╭─ Records to process

impl NakInfo {
    /// All requested sequence numbers: the primary plus any `OPT_NAK_LIST` entries.
    pub fn all_sequences(&self) -> Vec<u32> {
        let mut v = Vec::with_capacity(1 + self.extra.len());
        v.push(self.nak_sqn);
        v.extend_from_slice(&self.extra);
        v
    }
}

fn parse_nak_body(
    header: &Header,
    buf: &[u8],
    expected_source: &Nla,
    expected_group: &Nla,
) -> Result<NakInfo, CodecError> {
    if buf.len() < HEADER_LEN + 4 {
        return Err(CodecError::ShortHeader);
    }
    let nak_sqn = BigEndian::read_u32(&buf[HEADER_LEN..HEADER_LEN + 4]);
    let mut offset = HEADER_LEN + 4;
    let (source_nla, len) = Nla::decode(&buf[offset..])?;
    offset += len;
    let (group_nla, len) = Nla::decode(&buf[offset..])?;
    offset += len;

    if &source_nla != expected_source {
        return Err(CodecError::SourceNlaMismatch);
    }
    if &group_nla != expected_group {
        return Err(CodecError::GroupNlaMismatch);
    }

    let declared = header.tsdu_length as usize;
    let actual = buf.len() - offset;
    if declared != actual {
        return Err(CodecError::TsduLengthMismatch { declared, actual });
    }

    let mut extra = Vec::new();
    if header.has_options() {
        for opt in parse_options(&buf[offset..])? {
            if let Opt::NakList(list) = opt {
                extra = list.0;
            }
        }
    }

    Ok(NakInfo {
        nak_sqn,
        source_nla,
        group_nla,
        is_parity: header.options & OPT_PARITY != 0,
        extra,
    })
}

/// Verifies an incoming NAK per spec.md §4.3/§4.6.
pub fn verify_nak(
    buf: &[u8],
    expected_source: &Nla,
    expected_group: &Nla,
    ondemand_parity_enabled: bool,
) -> Result<NakInfo, CodecError> {
    let header = Header::decode(buf)?;
    if header.ty != PacketType::Nak {
        return Err(CodecError::UnknownType(buf[4]));
    }
    let info = parse_nak_body(&header, buf, expected_source, expected_group)?;
    if info.is_parity && !ondemand_parity_enabled {
        return Err(CodecError::OndemandParityDisabled);
    }
    Ok(info)
}

/// Verifies an incoming NNAK. NNAKs carry no retransmission obligation; the
/// sender only needs the sequence number for statistics.
pub fn verify_nnak(buf: &[u8], expected_source: &Nla, expected_group: &Nla) -> Result<NakInfo, CodecError> {
    let header = Header::decode(buf)?;
    if header.ty != PacketType::Nnak {
        return Err(CodecError::UnknownType(buf[4]));
    }
    parse_nak_body(&header, buf, expected_source, expected_group)
}

/// Verifies an incoming SPMR.
pub fn verify_spmr(buf: &[u8]) -> Result<(), CodecError> {
    let header = Header::decode(buf)?;
    if header.ty != PacketType::Spmr {
        return Err(CodecError::UnknownType(buf[4]));
    }
    if header.tsdu_length != 0 {
        return Err(CodecError::TsduLengthMismatch {
            declared: header.tsdu_length as usize,
            actual: buf.len() - HEADER_LEN,
        });
    }
    Ok(())
}

/// Builds an NCF TPDU confirming receipt of a NAK.
///
/// Per spec.md §4.6, NCF is never rate-limited and is emitted only after
/// full NAK validation completes (spec.md §9 Open Question (b)).
pub fn build_ncf(header: Header, nak_sqn: u32, source: Nla, group: Nla, extra: &[u32]) -> Vec<u8> {
    let has_opts = !extra.is_empty();
    let opts_buf = if has_opts {
        let full = vec![Opt::Length(0), Opt::NakList(OptNakList(extra.to_vec()))];
        encode_options(&full)
    } else {
        Vec::new()
    };

    let fixed_len = 4 + source.wire_len() + group.wire_len();
    let mut buf = vec![0u8; HEADER_LEN + fixed_len + opts_buf.len()];
    let mut h = header;
    h.ty = PacketType::Ncf;
    h.tsdu_length = opts_buf.len() as u16;
    if has_opts {
        h.options |= OPT_PRESENT;
    }
    h.encode(&mut buf);

    let mut body = Vec::with_capacity(fixed_len);
    body.extend_from_slice(&nak_sqn.to_be_bytes());
    source.encode(&mut body);
    group.encode(&mut body);
    buf[HEADER_LEN..HEADER_LEN + fixed_len].copy_from_slice(&body);
    buf[HEADER_LEN + fixed_len..].copy_from_slice(&opts_buf);

    finalize_checksum(&mut buf);
    buf
}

╰─

Would you copy, unchanged, the stretch of the records above that begins at the line containing "receipt of a NAK." and ends at the line containing "let has_opts = !extra.is_empty();", and only that?

Response to the task –
/// Builds an NCF TPDU confirming receipt of a NAK.
///
/// Per spec.md §4.6, NCF is never rate-limited and is emitted only after
/// full NAK validation completes (spec.md §9 Open Question (b)).
pub fn build_ncf(header: Header, nak_sqn: u32, source: Nla, group: Nla, extra: &[u32]) -> Vec<u8> {
    let has_opts = !extra.is_empty();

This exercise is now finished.